US toughens sanctions over 'brutal' Belarus crackdown

The US has toughened its sanctions on Belarus's leadership, hours after the EU announced similar measures.

The EU reinstated a travel ban on President Alexander Lukashenko and froze his assets, and the US imposed stricter financial controls and widened its travel bans on senior officials.

The foreign ministry threatened the EU with retaliation over the sanctions.

Mr Lukashenko was re-elected in a disputed vote in December, and launched a crackdown on dissent afterwards.

More than 600 people were detained, including seven of the election candidates, after protests against what international monitors said was a rigged vote.

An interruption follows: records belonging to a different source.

//! Proptest strategies over the vanilla registries.

use equipsave_core::{
    Enchantment, EnchantmentType, ItemDefinition, ItemRegistry, ItemStack, ARMOR_INVENTORY_SIZE,
    MAIN_INVENTORY_SIZE,
};
use proptest::prelude::*;
use std::collections::BTreeMap;

/// Any registered vanilla item definition.
pub fn arb_item_definition() -> impl Strategy<Value = ItemDefinition> {
    let defs: Vec<ItemDefinition> = ItemRegistry::vanilla().iter().cloned().collect();
    prop::sample::select(defs)
}

/// A single enchantment with a level inside its vanilla range.
pub fn arb_enchantment() -> impl Strategy<Value = Enchantment> {
    prop::sample::select(EnchantmentType::ALL.to_vec()).prop_flat_map(|ty| {
        (1..=ty.max_level()).prop_map(move |level| Enchantment::new(ty, level))
    })
}

/// A valid stack: registered type, count in `1..=max_stack_size`, any damage,
/// a compatible enchantment set, optional name and lore.
pub fn arb_item_stack() -> impl Strategy<Value = ItemStack> {
    arb_item_definition().prop_flat_map(|def| {
        (
            1..=def.max_stack_size,
            any::<u16>(),
            prop::collection::vec(arb_enchantment(), 0..4),
            prop::option::of("[A-Za-z0-9 ]{1,16}"),
            prop::collection::vec("[A-Za-z0-9 .,!]{0,24}", 0..3),
        )
            .prop_map(move |(count, damage, enchantments, custom_name, lore)| {
                let mut stack = ItemStack::new(def.key.clone(), count).with_enchantments(enchantments);
                stack.damage = damage;
                stack.custom_name = custom_name;
                stack.lore = lore;
                stack
            })
    })
}

/// Sparse main inventory contents keyed by slot.
pub fn arb_main_slots() -> impl Strategy<Value = BTreeMap<usize, ItemStack>> {
    prop::collection::btree_map(0..MAIN_INVENTORY_SIZE, arb_item_stack(), 0..12)
}

/// Sparse armor contents keyed by slot.
pub fn arb_armor_slots() -> impl Strategy<Value = BTreeMap<usize, ItemStack>> {
    prop::collection::btree_map(0..ARMOR_INVENTORY_SIZE, arb_item_stack(), 0..=ARMOR_INVENTORY_SIZE)
}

On Monday, the EU confirmed it had reinstated a travel ban on Mr Lukashenko, and widened the ban to include 157 of his associates.

The EU had originally banned Belarusian leader in 2006 after the last presidential election, but suspended the ban two years later in an attempt to encourage reforms.

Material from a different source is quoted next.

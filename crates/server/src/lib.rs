#![warn(missing_docs)]
//! Connection lifecycle hooks: restore on join, save on quit and shutdown.

pub mod lifecycle;

pub use lifecycle::{EquipmentService, JoinOutcome, LifecycleError, QuitOutcome, ShutdownReport};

The US state department later said it was toughening its sanctions "to respond to the brutal crackdown by President Lukashenko".

Spokesman Philip Crowley said in a statement that the "disproportionate use of force and initial detentions of hundreds of demonstrators... oblige the United States and others in the international community to act".

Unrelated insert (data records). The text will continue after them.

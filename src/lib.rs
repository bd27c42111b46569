#![warn(missing_docs)]
//! Plugin bootstrap: configuration, logging and lifecycle wiring.
//!
//! The host calls [`EquipSavePlugin::on_enable`] once, forwards join and
//! quit events while enabled, and calls [`EquipSavePlugin::on_disable`] with
//! the players still online when it shuts down.

/// Plugin configuration file.
pub mod config;

use anyhow::{Context, Result};
use equipsave_core::{PlayerHandle, Registries};
use equipsave_persist::InventoryStore;
use equipsave_server::{EquipmentService, JoinOutcome, QuitOutcome, ShutdownReport};
use std::sync::Arc;
use tracing::{debug, info, warn};
use tracing_subscriber::EnvFilter;

pub use config::PluginConfig;

/// Install the global fmt subscriber. `RUST_LOG` wins over `fallback_filter`.
///
/// Returns false when another subscriber was already installed; that one is
/// kept.
pub fn init_logging(fallback_filter: &str) -> bool {
    let filter = EnvFilter::try_from_default_env().unwrap_or_else(|_| EnvFilter::new(fallback_filter));
    tracing_subscriber::fmt()
        .with_env_filter(filter)
        .try_init()
        .is_ok()
}

/// Equipment persistence plugin.
pub struct EquipSavePlugin {
    config: PluginConfig,
    registries: Option<Arc<Registries>>,
    service: Option<EquipmentService>,
}

impl EquipSavePlugin {
    /// Plugin using the built-in vanilla registries.
    pub fn new(config: PluginConfig) -> Self {
        Self {
            config,
            registries: None,
            service: None,
        }
    }

    /// Plugin decoding items against host-provided registries.
    pub fn with_registries(config: PluginConfig, registries: Arc<Registries>) -> Self {
        Self {
            config,
            registries: Some(registries),
            service: None,
        }
    }

    /// Active configuration.
    pub fn config(&self) -> &PluginConfig {
        &self.config
    }

    /// True between enable and disable.
    pub fn is_enabled(&self) -> bool {
        self.service.is_some()
    }

    /// Prepare the record directory and start handling events.
    pub fn on_enable(&mut self) -> Result<()> {
        let store = InventoryStore::with_dir_name(&self.config.data_root, &self.config.inventory_dir);
        store.ensure_dir().with_context(|| {
            format!("Failed to create record directory {}", store.dir().display())
        })?;

        if self.config.validate_on_enable {
            let report = store.validate_all();
            if report.is_clean() {
                info!(
                    files = report.files,
                    skipped = report.skipped,
                    "Stored equipment records are valid"
                );
            } else {
                warn!(
                    files = report.files,
                    parsed = report.parsed,
                    errors = report.errors.len(),
                    "Some stored equipment records are malformed and will not be restored"
                );
            }
        }

        let registries = self.registries.get_or_insert_with(Registries::vanilla).clone();
        info!(
            dir = %store.dir().display(),
            items = registries.items.len(),
            enchantments = registries.enchantments.len(),
            "Equipment persistence enabled"
        );
        self.service = Some(EquipmentService::new(store, registries));
        Ok(())
    }

    /// Save everyone still online and stop handling events.
    ///
    /// Returns `None` when the plugin was never enabled.
    pub fn on_disable<'a, I>(&mut self, players: I) -> Option<ShutdownReport>
    where
        I: IntoIterator<Item = &'a dyn PlayerHandle>,
    {
        let service = self.service.take()?;
        let report = service.on_shutdown(players);
        info!("Equipment persistence disabled");
        Some(report)
    }

    /// Forward a join. `None` before enable.
    pub fn on_player_join(&self, player: &mut dyn PlayerHandle) -> Option<JoinOutcome> {
        let Some(service) = &self.service else {
            debug!(player = player.name(), "Join ignored, plugin not enabled");
            return None;
        };
        Some(service.on_player_join(player))
    }

    /// Forward a quit. `None` before enable.
    pub fn on_player_quit(&self, player: &dyn PlayerHandle) -> Option<QuitOutcome> {
        let Some(service) = &self.service else {
            debug!(player = player.name(), "Quit ignored, plugin not enabled");
            return None;
        };
        Some(service.on_player_quit(player))
    }
}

Reuters news agency reported that the US measures included revoking temporary authorisation for business deals with two subsidiaries of Belneftekhim, the country's largest state-owned petroleum and chemical conglomerate.

In a statement released before the US announcement, Belarus's foreign ministry accused the EU of holding a "biased and selective" interpretation of December's election.

"We are calling on the EU to abandon the confrontation rhetoric and hasty attempts to destroy the constructive essence of our relations," said the statement.

The statement threatened a "proportional and appropriate" response, but gave no further details.

Mr Lukashenko, who has been in power in the ex-Soviet republic since 1994, is often referred to as Europe's last dictator.